Une fois le sujet en main, définissez d’emblée «l'explicite et l'implicite» , suggère Félix Tourmente, professeur de philosophie à Chartres.  «Jouez sur les sens du terme, sans tout définir» , précise-t-il. A la question «Peut-on obéir librement ?», n'invite pas à définir le libre arbitre par exemple, l'implicite consiste à définir non seulement obéir et liberté mais aussi les notions d'autorité, de droit etc. Une autre priorité est de définir les termes tout au long de la dissertation, pas seulement dans l'introduction. «Votre pensée étant évolutive, démontrez les contradictions, les changements de sens, les failles... Tout en gardant une ligne conductrice» . Le correcteur notera un effort de réflexion dans la continuité, et pas seulement une définition apprise par cœur.

Selon Estelle Challamel, professeure à Paris, il est important de trouver et définir les termes implicites pour donner le ton de votre argumentation. «Utilisez-les comme un outil pour construire votre plan» , explique l’enseignante. Par exemple, dans la question «Les mots ont-ils un pouvoir ?», le mot «pouvoir» est ici rapporté à «mot», alors que le pouvoir est implicitement lié aux hommes . «Vous pourrez donc développer votre réflexion sur le rôle des Hommes dans la relation langage/pouvoir» , complète Estelle Challamel.

2- Ne perdez pas trop de temps sur le brouillon

Ne perdez pas votre temps à relire votre brouillon pour cumuler les développements possibles. Bien trop de fois, les élèves perdent à cette étape de réflexion, et cela retarde la rédaction. «Soignez plutôt votre brouillon durant une heure, pas plus, puis commencez à rédiger», continue Estelle Challamel. La réflexion continue d'elle-même au fur et à mesure de l'écriture, il faut surtout «penser en direct». L’enseignante invite aussi à prioriser « un bon plan précis pour votre première et deuxième partie. Puis pour la troisième, vous pouvez y réfléchir en conséquence après avoir écrit les deux premières» . De même pour la problématique, qu'elle conseille de « rédiger après avoir défini le plan et les parties, pour une cohérence dans votre écrit» . L'introduction doit être rapidement écrite : «Elle coule de source et doit être structurée pour ne pas prendre trop de temps».

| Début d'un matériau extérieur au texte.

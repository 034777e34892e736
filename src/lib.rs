//! hushline: microphone noise suppression for PulseAudio-compatible servers
//!
//! Loads a bundled LADSPA noise-suppression filter into the sound server's
//! module graph as a virtual source, removes it again, and keeps an
//! up-to-date view of whether it is loaded.

pub mod cli;
pub mod config;
pub mod devices;
pub mod elevation;
pub mod error;
pub mod logging;
pub mod paths;
pub mod pipeline;
pub mod pulse;
pub mod reconciler;
pub mod session;
pub mod shutdown;
pub mod staging;
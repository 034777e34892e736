//! Audio server protocol
//!
//! The rest of the crate talks to the sound server only through the
//! [`AudioServer`] trait. The server's own vocabulary (source names, module
//! names, module argument strings, capability flags) is passed through as-is.
//!
//! Production code uses [`PactlServer`], which drives the `pactl` client that
//! ships with both PulseAudio and pipewire-pulse.

use async_trait::async_trait;
use tokio::sync::mpsc;

use crate::error::ServerError;

#[cfg(test)]
pub mod memory;
pub mod pactl;

pub use pactl::PactlServer;

/// `PA_INVALID_INDEX`: "no such object", e.g. a source that monitors no sink
pub const PA_INVALID_INDEX: u32 = u32::MAX;

/// `pa_source_flags_t` bits
pub mod source_flags {
    pub const HW_VOLUME_CTRL: u32 = 0x0001;
    pub const LATENCY: u32 = 0x0002;
    pub const HARDWARE: u32 = 0x0004;
    pub const NETWORK: u32 = 0x0008;
    pub const HW_MUTE_CTRL: u32 = 0x0010;
    pub const DECIBEL_VOLUME: u32 = 0x0020;
    pub const DYNAMIC_LATENCY: u32 = 0x0040;
    pub const FLAT_VOLUME: u32 = 0x0080;

    /// Map a flag name as printed by the server tools to its bit
    pub fn from_name(name: &str) -> Option<u32> {
        match name {
            "HW_VOLUME_CTRL" => Some(HW_VOLUME_CTRL),
            "LATENCY" => Some(LATENCY),
            "HARDWARE" => Some(HARDWARE),
            "NETWORK" => Some(NETWORK),
            "HW_MUTE_CTRL" => Some(HW_MUTE_CTRL),
            "DECIBEL_VOLUME" => Some(DECIBEL_VOLUME),
            "DYNAMIC_LATENCY" => Some(DYNAMIC_LATENCY),
            "FLAT_VOLUME" => Some(FLAT_VOLUME),
            _ => None,
        }
    }
}

/// A capture source as reported by the server
#[derive(Debug, Clone, PartialEq, Eq)]
pub struct SourceRecord {
    pub index: u32,
    pub name: String,
    pub description: String,
    /// Index of the sink this source monitors, or [`PA_INVALID_INDEX`]
    pub monitor_of_sink: u32,
    /// `pa_source_flags_t` bitmask
    pub flags: u32,
}

/// A loaded server module
#[derive(Debug, Clone, PartialEq, Eq)]
pub struct ModuleRecord {
    pub index: u32,
    pub name: String,
    pub argument: String,
}

impl ModuleRecord {
    /// Value of `key` in the module argument string, if present
    pub fn arg(&self, key: &str) -> Option<String> {
        parse_module_args(&self.argument)
            .into_iter()
            .find(|(k, _)| k == key)
            .map(|(_, v)| v)
    }
}

/// Kind of object a change notification is about
#[derive(Debug, Clone, Copy, PartialEq, Eq)]
pub enum Facility {
    Module,
    Source,
    Sink,
    Other,
}

/// A single change notification
#[derive(Debug, Clone, PartialEq, Eq)]
pub struct ServerEvent {
    pub facility: Facility,
    /// "new", "change" or "remove"
    pub kind: String,
    pub index: Option<u32>,
}

/// Connection to a PulseAudio-compatible sound server
///
/// All methods take `&self`; implementations are shared as
/// `Arc<dyn AudioServer>` between the reconciler task and the controller.
#[async_trait]
pub trait AudioServer: Send + Sync {
    /// Short name for logs
    fn name(&self) -> &str;

    /// Verify the server is reachable
    async fn ping(&self) -> Result<(), ServerError>;

    async fn list_sources(&self) -> Result<Vec<SourceRecord>, ServerError>;

    async fn list_modules(&self) -> Result<Vec<ModuleRecord>, ServerError>;

    /// Load a module and return its index
    async fn load_module(&self, name: &str, argument: &str) -> Result<u32, ServerError>;

    async fn unload_module(&self, index: u32) -> Result<(), ServerError>;

    /// Subscribe to graph change notifications
    ///
    /// The channel closing means the connection to the server was lost.
    /// Delivery is not loss-free; consumers must re-derive state from a full
    /// query rather than apply events incrementally.
    async fn subscribe(&self) -> Result<mpsc::Receiver<ServerEvent>, ServerError>;
}

/// Split a module argument string into `key=value` pairs.
///
/// Whitespace separates pairs unless quoted with `"` or `'`. One pair of
/// quotes wrapping a whole value is stripped.
pub fn parse_module_args(argument: &str) -> Vec<(String, String)> {
    let mut tokens = Vec::new();
    let mut current = String::new();
    let mut quote: Option<char> = None;

    for c in argument.chars() {
        match quote {
            Some(q) if c == q => {
                quote = None;
                current.push(c);
            }
            Some(_) => current.push(c),
            None if c == '"' || c == '\'' => {
                quote = Some(c);
                current.push(c);
            }
            None if c.is_whitespace() => {
                if !current.is_empty() {
                    tokens.push(std::mem::take(&mut current));
                }
            }
            None => current.push(c),
        }
    }
    if !current.is_empty() {
        tokens.push(current);
    }

    tokens
        .into_iter()
        .filter_map(|token| {
            let (key, value) = token.split_once('=')?;
            Some((key.to_string(), strip_quotes(value).to_string()))
        })
        .collect()
}

fn strip_quotes(value: &str) -> &str {
    for q in ['"', '\''] {
        if value.len() >= 2 && value.starts_with(q) && value.ends_with(q) {
            return &value[1..value.len() - 1];
        }
    }
    value
}
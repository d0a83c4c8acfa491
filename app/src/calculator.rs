//! FILENAME: app/src/calculator.rs
// PURPOSE: Calculator key commands.
// CONTEXT: The keypad sends one token per press; the session lives in AppState.

use calc_engine::{Calculator, Event};

use crate::api_types::CalculatorDisplay;
use crate::{log_enter, log_exit, log_warn, AppState};

fn lock(state: &AppState) -> Result<std::sync::MutexGuard<'_, Calculator>, String> {
    state
        .calculator
        .lock()
        .map_err(|e| format!("Calculator lock error: {}", e))
}

/// Applies one key token and returns the new display.
pub fn press_key(state: &AppState, token: &str) -> Result<CalculatorDisplay, String> {
    log_enter!("CALC", "press_key", "token={}", token);

    let event = Event::from_token(token).map_err(|e| {
        log_warn!("CALC", "press_key rejected: {}", e);
        e.to_string()
    })?;

    let snapshot = lock(state)?.apply(&event);

    log_exit!("CALC", "press_key", "display={} history={}", snapshot.display, snapshot.history);
    Ok(snapshot.into())
}

/// Applies a sequence of tokens; stops at the first unknown token.
pub fn press_keys<S: AsRef<str>>(
    state: &AppState,
    tokens: &[S],
) -> Result<CalculatorDisplay, String> {
    let mut display = get_calculator_display(state)?;
    for token in tokens {
        display = press_key(state, token.as_ref())?;
    }
    Ok(display)
}

pub fn get_calculator_display(state: &AppState) -> Result<CalculatorDisplay, String> {
    Ok(lock(state)?.snapshot().into())
}

/// "C" while digits are being entered, "AC" otherwise.
pub fn get_clear_label(state: &AppState) -> Result<String, String> {
    Ok(lock(state)?.state().clear_kind().label().to_string())
}
//! FILENAME: app/src/main.rs
// PURPOSE: Command line entry point with unified logging.
// FORMAT: seq|level|category|message

fn main() {
    app_lib::run();
}
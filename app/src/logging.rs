//! FILENAME: app/src/logging.rs
// PURPOSE: Unified logging system for the application.
// CONTEXT: App code logs through the log_* macros below; the core crates log
//          through the `log` facade, which `init_logger` routes into the same
//          writer so every line shares one sequence counter.

use std::fs::File;
use std::fs::OpenOptions;
use std::io::Write;
use std::path::{Path, PathBuf};
use std::sync::atomic::{AtomicBool, AtomicU64, Ordering};
use std::sync::Mutex;

use log::{Level, LevelFilter, Log, Metadata, Record};
use once_cell::sync::Lazy;

// ============================================================================
// UNIFIED LOGGING SYSTEM
// ============================================================================

/// Global sequence counter
static LOG_SEQ: AtomicU64 = AtomicU64::new(0);

/// Global log file handle
pub static LOG_FILE: Lazy<Mutex<Option<File>>> = Lazy::new(|| Mutex::new(None));

/// Cached log path
static LOG_PATH: Lazy<Mutex<Option<PathBuf>>> = Lazy::new(|| Mutex::new(None));

/// Whether log lines are echoed to stderr
static LOG_ECHO: AtomicBool = AtomicBool::new(false);

/// Get next sequence number
pub fn next_seq() -> u64 {
    LOG_SEQ.fetch_add(1, Ordering::SeqCst) + 1
}

/// Path of the active log file, if one was initialized.
pub fn get_log_path() -> Option<PathBuf> {
    LOG_PATH.lock().ok().and_then(|guard| guard.clone())
}

/// Initialize the unified log file (truncated on open).
pub fn init_log_file(path: &Path) -> Result<PathBuf, String> {
    if let Some(dir) = path.parent().filter(|d| !d.as_os_str().is_empty()) {
        if !dir.exists() {
            std::fs::create_dir_all(dir)
                .map_err(|e| format!("Failed to create log dir at {:?}: {}", dir, e))?;
        }
    }

    let file = OpenOptions::new()
        .write(true)
        .create(true)
        .truncate(true)
        .open(path)
        .map_err(|e| format!("Failed to create log file {:?}: {}", path, e))?;

    let mut log_file = LOG_FILE.lock().map_err(|e| format!("Lock error: {}", e))?;
    *log_file = Some(file);

    if let Ok(mut guard) = LOG_PATH.lock() {
        *guard = Some(path.to_path_buf());
    }

    Ok(path.to_path_buf())
}

/// Turns stderr echo of log lines on or off.
pub fn set_console_echo(enabled: bool) {
    LOG_ECHO.store(enabled, Ordering::SeqCst);
}

/// True when a line at the given level letter passes the global max level.
pub fn level_enabled(level: &str) -> bool {
    match letter_level(level) {
        Some(level) => level <= log::max_level(),
        None => true,
    }
}

/// Write a log line in unified format
pub fn write_log(level: &str, category: &str, message: &str) {
    if !level_enabled(level) {
        return;
    }

    let seq = next_seq();
    let line = format!("{}|{}|{}|{}", seq, level, category, message);

    if let Ok(mut guard) = LOG_FILE.lock() {
        if let Some(ref mut file) = *guard {
            if let Err(e) = writeln!(file, "{}", line) {
                eprintln!("[LOG_ERROR] Failed to write: {}", e);
            }
            let _ = file.flush();
        }
    }

    if LOG_ECHO.load(Ordering::SeqCst) {
        eprintln!("{}", line);
    }
}

/// Write an ENTER log line for function entry
pub fn write_log_enter(level: &str, category: &str, func_name: &str, params: &str) {
    let message = if params.is_empty() {
        format!("ENTER {}", func_name)
    } else {
        format!("ENTER {} {}", func_name, params)
    };
    write_log(level, category, &message);
}

/// Write an EXIT log line for function exit
pub fn write_log_exit(level: &str, category: &str, func_name: &str, result: &str) {
    let message = if result.is_empty() {
        format!("EXIT {}", func_name)
    } else {
        format!("EXIT {} {}", func_name, result)
    };
    write_log(level, category, &message);
}

fn letter_level(letter: &str) -> Option<Level> {
    match letter {
        "E" => Some(Level::Error),
        "W" => Some(Level::Warn),
        "I" => Some(Level::Info),
        "D" => Some(Level::Debug),
        "T" => Some(Level::Trace),
        _ => None,
    }
}

fn level_letter(level: Level) -> &'static str {
    match level {
        Level::Error => "E",
        Level::Warn => "W",
        Level::Info => "I",
        Level::Debug => "D",
        Level::Trace => "T",
    }
}

// ============================================================================
// LOG FACADE BRIDGE
// ============================================================================

/// Routes `log` records from the core crates into the unified writer.
struct UnifiedLogger;

static LOGGER: UnifiedLogger = UnifiedLogger;

impl Log for UnifiedLogger {
    fn enabled(&self, metadata: &Metadata) -> bool {
        metadata.level() <= log::max_level()
    }

    fn log(&self, record: &Record) {
        if !self.enabled(record.metadata()) {
            return;
        }
        write_log(
            level_letter(record.level()),
            &target_category(record.target()),
            &record.args().to_string(),
        );
    }

    fn flush(&self) {
        if let Ok(mut guard) = LOG_FILE.lock() {
            if let Some(ref mut file) = *guard {
                let _ = file.flush();
            }
        }
    }
}

/// "linear_solver::gaussian" -> "LINEAR_SOLVER"
pub fn target_category(target: &str) -> String {
    target
        .split("::")
        .next()
        .unwrap_or(target)
        .to_uppercase()
}

/// Installs the facade bridge and sets the global max level.
/// A second call only updates the level.
pub fn init_logger(level: LevelFilter) {
    if log::set_logger(&LOGGER).is_err() {
        write_log("D", "SYS", "Logger already installed");
    }
    log::set_max_level(level);
}

// ============================================================================
// MACRO DEFINITIONS & EXPORTS
// ============================================================================

#[macro_export]
macro_rules! log_debug {
    ($cat:expr, $($arg:tt)*) => {
        $crate::logging::write_log("D", $cat, &format!($($arg)*))
    };
}

#[macro_export]
macro_rules! log_info {
    ($cat:expr, $($arg:tt)*) => {
        $crate::logging::write_log("I", $cat, &format!($($arg)*))
    };
}

#[macro_export]
macro_rules! log_warn {
    ($cat:expr, $($arg:tt)*) => {
        $crate::logging::write_log("W", $cat, &format!($($arg)*))
    };
}

#[macro_export]
macro_rules! log_error {
    ($cat:expr, $($arg:tt)*) => {
        $crate::logging::write_log("E", $cat, &format!($($arg)*))
    };
}

// ENTER/EXIT macros for function tracing

#[macro_export]
macro_rules! log_enter {
    ($cat:expr, $func:expr) => {
        $crate::logging::write_log_enter("D", $cat, $func, "")
    };
    ($cat:expr, $func:expr, $($arg:tt)*) => {
        $crate::logging::write_log_enter("D", $cat, $func, &format!($($arg)*))
    };
}

#[macro_export]
macro_rules! log_exit {
    ($cat:expr, $func:expr) => {
        $crate::logging::write_log_exit("D", $cat, $func, "")
    };
    ($cat:expr, $func:expr, $($arg:tt)*) => {
        $crate::logging::write_log_exit("D", $cat, $func, &format!($($arg)*))
    };
}

pub use log_debug;
pub use log_enter;
pub use log_error;
pub use log_exit;
pub use log_info;
pub use log_warn;
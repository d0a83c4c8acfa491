//! FILENAME: tests/test_equation_text.rs
//! Integration tests for free-text equation solving.

use app_lib::solve_equation_text;
use equation_parser::FALLBACK_MESSAGE;

#[test]
fn test_linear_system_text() {
    let data = solve_equation_text("x + y = 3\nx - y = 1");
    assert!(data.recognized);
    assert_eq!(data.normalized, "x+y=3\nx-y=1");
    assert_eq!(data.category, "Linear system (2 variables)");
    assert_eq!(data.answer, "x = 2, y = 1");
    assert_eq!(
        data.steps.first().map(String::as_str),
        Some("Recognized a system of 2 linear equations in x, y")
    );
}

#[test]
fn test_quadratic_text() {
    let data = solve_equation_text("x² − 5x + 6 = 0");
    assert_eq!(data.category, "Quadratic equation");
    assert_eq!(data.answer, "x1 = 3, x2 = 2");
}

#[test]
fn test_factored_text() {
    let data = solve_equation_text("(x + 1)(x - 4) = 0");
    assert_eq!(data.category, "Quadratic equation (factored form)");
    assert_eq!(data.answer, "x1 = -1, x2 = 4");
}

#[test]
fn test_single_linear_text() {
    let data = solve_equation_text("3x=9");
    assert_eq!(data.category, "Linear equation");
    assert_eq!(data.answer, "x = 3");
}

#[test]
fn test_unrecognized_text() {
    let data = solve_equation_text("banana");
    assert!(!data.recognized);
    assert_eq!(data.category, "Unrecognized");
    assert!(data.steps.is_empty());
    assert_eq!(data.answer, FALLBACK_MESSAGE);
}

#[test]
fn test_solution_serializes_camel_case() {
    let value = serde_json::to_value(solve_equation_text("2x+1=5")).unwrap();
    assert_eq!(value["recognized"], true);
    assert_eq!(value["answer"], "x = 2");
    assert!(value["steps"].is_array());
}
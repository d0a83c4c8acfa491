//! FILENAME: app/src/equation.rs
// PURPOSE: Free-text equation solving for the typed input box and OCR output.

use equation_parser::parse;

use crate::api_types::EquationSolutionData;
use crate::{log_enter, log_exit};

/// Classifies and solves the text. Unrecognized text is a normal result.
pub fn solve_equation_text(text: &str) -> EquationSolutionData {
    log_enter!("EQUATION", "solve_equation_text", "len={}", text.len());

    let outcome = parse(text);
    let data = EquationSolutionData::from(&outcome);

    log_exit!(
        "EQUATION",
        "solve_equation_text",
        "category={} answer={}",
        data.category,
        data.answer
    );
    data
}
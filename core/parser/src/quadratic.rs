//! FILENAME: core/parser/src/quadratic.rs
//! PURPOSE: Quadratic equations in x, in standard or factored form.
//! CONTEXT: The factored detector only accepts the literal shape
//! "(factor)(factor)=0"; anything else is read as standard form, where both
//! sides are collected into a·x^2 + b·x + c = 0.

use once_cell::sync::Lazy;
use regex::Regex;

use crate::equation::{
    Coefficients, EquationKind, ParsedEquation, QuadraticForm, QuadraticRoots, Solution,
};
use crate::format::{complex, linear_factor, num, paren, polynomial};
use crate::terms::{extract_equation, extract_side, ExtractError};

/// Below this magnitude the discriminant (or the leading coefficient) is zero.
const EPSILON: f64 = 1e-10;

static FACTORED: Lazy<Regex> = Lazy::new(|| {
    Regex::new(r"^\(([^()]+)\)\(([^()]+)\)=0$").expect("factored pattern is valid")
});

/// True when the normalized text is exactly "(..)(..)=0".
pub fn is_factored(text: &str) -> bool {
    FACTORED.is_match(text)
}

/// Parses a quadratic, trying the factored shape first.
pub fn parse_quadratic(text: &str) -> Result<ParsedEquation, ExtractError> {
    if let Some(captures) = FACTORED.captures(text) {
        return parse_factored(&captures[1], &captures[2]);
    }
    parse_standard(text)
}

fn parse_standard(text: &str) -> Result<ParsedEquation, ExtractError> {
    let eq = extract_equation(text, &["x^2", "x"])?;
    let a = eq.variables[0];
    let b = eq.variables[1];
    let c = -eq.constant;

    if a.abs() < EPSILON {
        return Err(ExtractError::DegenerateQuadratic);
    }

    let discriminant = b * b - 4.0 * a * c;
    let mut steps = vec![
        "Recognized a quadratic equation in x".to_string(),
        format!("Standard form: {} = 0", polynomial(a, b, c)),
        format!("Coefficients: a = {}, b = {}, c = {}", num(a), num(b), num(c)),
        format!(
            "Discriminant: Δ = b^2 - 4ac = {}^2 - 4{}{} = {}",
            paren(b),
            wrap(a),
            wrap(c),
            num(discriminant)
        ),
    ];

    let roots = if discriminant.abs() < EPSILON {
        steps.push("Δ = 0, so there is one repeated real root".to_string());
        QuadraticRoots::OneReal(-b / (2.0 * a))
    } else if discriminant > 0.0 {
        steps.push("Δ > 0, so there are two distinct real roots".to_string());
        let sqrt = discriminant.sqrt();
        QuadraticRoots::TwoReal((-b + sqrt) / (2.0 * a), (-b - sqrt) / (2.0 * a))
    } else {
        steps.push("Δ < 0, so the roots are a complex conjugate pair".to_string());
        QuadraticRoots::Complex {
            real: -b / (2.0 * a),
            imaginary: (-discriminant).sqrt() / (2.0 * a.abs()),
        }
    };
    steps.push("Quadratic formula: x = (-b ± √Δ) / (2a)".to_string());

    let answer = describe_roots(&roots);
    steps.extend(root_lines(&roots));

    Ok(ParsedEquation {
        kind: EquationKind::Quadratic(QuadraticForm::Standard),
        coefficients: Coefficients::Quadratic { a, b, c },
        solution: Solution::Quadratic(roots),
        steps,
        answer,
    })
}

fn parse_factored(first: &str, second: &str) -> Result<ParsedEquation, ExtractError> {
    let (p1, q1) = linear_in_x(first)?;
    let (p2, q2) = linear_in_x(second)?;

    let a = p1 * p2;
    let b = p1 * q2 + q1 * p2;
    let c = q1 * q2;

    let r1 = -q1 / p1;
    let r2 = -q2 / p2;
    let roots = if (r1 - r2).abs() < EPSILON {
        QuadraticRoots::OneReal(r1)
    } else {
        QuadraticRoots::TwoReal(r1, r2)
    };

    let f1 = linear_factor(p1, q1);
    let f2 = linear_factor(p2, q2);
    let mut steps = vec![
        "Recognized a quadratic equation in factored form".to_string(),
        format!("Factored form: ({})({}) = 0", f1, f2),
        format!("Expanded: {} = 0", polynomial(a, b, c)),
        format!("Zero-product property: {} = 0 or {} = 0", f1, f2),
    ];
    steps.extend(root_lines(&roots));

    Ok(ParsedEquation {
        kind: EquationKind::Quadratic(QuadraticForm::Factored),
        coefficients: Coefficients::Quadratic { a, b, c },
        solution: Solution::Quadratic(roots),
        steps,
        answer: describe_roots(&roots),
    })
}

/// p·x + q from a factor's text; p must be non-zero.
fn linear_in_x(factor: &str) -> Result<(f64, f64), ExtractError> {
    let side = extract_side(factor, &["x"])?;
    let p = side.variables[0];
    if p.abs() < EPSILON {
        return Err(ExtractError::InvalidFactor(factor.to_string()));
    }
    Ok((p, side.constant))
}

fn wrap(value: f64) -> String {
    format!("({})", num(value))
}

fn root_lines(roots: &QuadraticRoots) -> Vec<String> {
    match roots {
        QuadraticRoots::TwoReal(x1, x2) => {
            vec![format!("x1 = {}", num(*x1)), format!("x2 = {}", num(*x2))]
        }
        QuadraticRoots::OneReal(x) => vec![format!("x = {}", num(*x))],
        QuadraticRoots::Complex { real, imaginary } => vec![
            format!("x1 = {}", complex(*real, *imaginary)),
            format!("x2 = {}", complex(*real, -imaginary)),
        ],
    }
}

fn describe_roots(roots: &QuadraticRoots) -> String {
    root_lines(roots).join(", ")
}
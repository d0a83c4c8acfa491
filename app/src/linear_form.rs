//! FILENAME: app/src/linear_form.rs
// PURPOSE: N-variable linear form (2 or 3 unknowns) backed by Gaussian elimination.
// CONTEXT: Cells arrive as raw text. Every cell is validated before solving so
//          the user is told exactly which one is wrong.

use calc_engine::format_display;
use linear_solver::{determinant_with, LinearSystem, SolverError};

use crate::api_types::{LinearFormRequest, LinearFormResult, VariableValue};
use crate::{log_enter, log_exit, log_info, log_warn, AppState};

/// Unknown names by column.
pub const FORM_VARIABLES: [&str; 3] = ["x", "y", "z"];

/// Message shown when elimination finds no usable pivot.
pub const NO_UNIQUE_SOLUTION: &str = "The system has no unique solution";

pub fn solve_linear_form(
    state: &AppState,
    request: LinearFormRequest,
) -> Result<LinearFormResult, String> {
    log_enter!("LINEAR", "solve_linear_form", "size={}", request.size);

    let (matrix, constants) = read_cells(&request).map_err(|e| {
        log_warn!("LINEAR", "solve_linear_form rejected: {}", e);
        e
    })?;

    let tolerances = state.config.solver.tolerances();
    let det = determinant_with(&matrix, &tolerances).map_err(|e| e.to_string())?;
    let system = LinearSystem::new(matrix, constants).map_err(|e| e.to_string())?;
    let values = match system.solve_with(&tolerances) {
        Ok(values) => values,
        Err(SolverError::Singular { column }) => {
            log_info!("LINEAR", "singular system (column {})", column);
            log_exit!("LINEAR", "solve_linear_form", "no unique solution");
            return Err(NO_UNIQUE_SOLUTION.to_string());
        }
        Err(e) => return Err(e.to_string()),
    };

    let variables: Vec<VariableValue> = FORM_VARIABLES
        .iter()
        .zip(&values)
        .map(|(name, value)| VariableValue {
            name: name.to_string(),
            value: *value,
            display: format_display(*value),
        })
        .collect();

    log_exit!("LINEAR", "solve_linear_form", "solved {} unknowns", variables.len());
    Ok(LinearFormResult {
        variables,
        determinant: det,
    })
}

/// Checks the form shape and parses every cell into (matrix, constants).
fn read_cells(request: &LinearFormRequest) -> Result<(Vec<Vec<f64>>, Vec<f64>), String> {
    let n = request.size;
    if !(2..=3).contains(&n) {
        return Err(format!("Number of variables must be 2 or 3, got {}", n));
    }
    if request.rows.len() != n {
        return Err(format!("Expected {} rows, got {}", n, request.rows.len()));
    }

    let mut matrix = Vec::with_capacity(n);
    let mut constants = Vec::with_capacity(n);
    for (r, row) in request.rows.iter().enumerate() {
        if row.len() != n + 1 {
            return Err(format!(
                "Row {} must have {} cells, got {}",
                r + 1,
                n + 1,
                row.len()
            ));
        }
        let mut values = Vec::with_capacity(n + 1);
        for (c, cell) in row.iter().enumerate() {
            values.push(parse_cell(cell, r, c)?);
        }
        constants.push(values.pop().unwrap_or(0.0));
        matrix.push(values);
    }
    Ok((matrix, constants))
}

/// Trimmed cell text as a finite number; row and column are reported 1-based.
fn parse_cell(text: &str, row: usize, col: usize) -> Result<f64, String> {
    text.trim()
        .parse::<f64>()
        .ok()
        .filter(|v| v.is_finite())
        .ok_or_else(|| {
            format!(
                "Invalid number in row {}, column {}: '{}'",
                row + 1,
                col + 1,
                text
            )
        })
}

3- Approfondissez votre réflexion

Il sera apprécié qu'un élève montre une volonté d'aller plus loin, «en approfondissant les sous-concepts d'une question» , confie Félix Tourmente. Questionnez un sens, ses failles et contradictions. Montrez plusieurs avis. , Pour Estelle Challamel, celui qui maîtrise «l'art du dépassement» est l'élève qui pourra «réfléchir le verbe » . Par exemple, pour «Faut-il toujours dire la vérité», il ne s'agit pas de dire oui ou non, mais de remplacer «dire» par «être» et jouer avec le verbe de la formule. «Il ne faut pas forcément dire la vérité, mais rester vrai en toutes circonstances », aiguille la professeure. Selon celle-ci, «environ 10 copies sur 150 arrivent à réellement approfondir la question» , et permettent de sortir du lot . «Vous ne perdez rien à être créatif, si vous restez structuré. Sortez du lot, ayez des références différentes que celles sur internet et osez», ajoute-t-elle.

4- Restez cohérent

La cohérence doit être la ligne directrice de votre récit. Par exemple, veillez à bien développer dans chaque partie ce que vous avez annoncé dans votre plan. Utilisez aussi des exemples concrets sans vous éparpiller. Cela attirera l'attention du professeur qui remarquera un effort dans votre structure. «Une copie certes plus simple qu'une autre, mais avec un raisonnement logique et qui tient la route aura plus de crédit qu'une copie où le correcteur aura du mal à comprendre le cheminement » , confie Estelle Challamel.

5- Ces détails qui plaisent

Un autre élément très apprécié des correcteurs est la propreté de la copie. Si elle est agréable à lire et claire dans sa structure rien qu’en la survolant, elle sera lue avec plus d'attention. «L'aspect esthétique et formel de la copie influe beaucoup sur notre appréciation» , estime Félix Tourmente. Avant d’ajouter : «Lorsque je vois une copie avec au moins un paragraphe écrit avec nuance, originalité et pertinence, même si le reste est moins bien, je le valorise» . Pour l’enseignant, « maîtriser la structure, c'est déjà bien » . Ce qui sera particulièrement apprécié, «c'est un élève qui pense par lui-même, qui s'approprie le sujet tout en restant pertinent» dans ce qu'il démontre, conclut Félix Tourmente.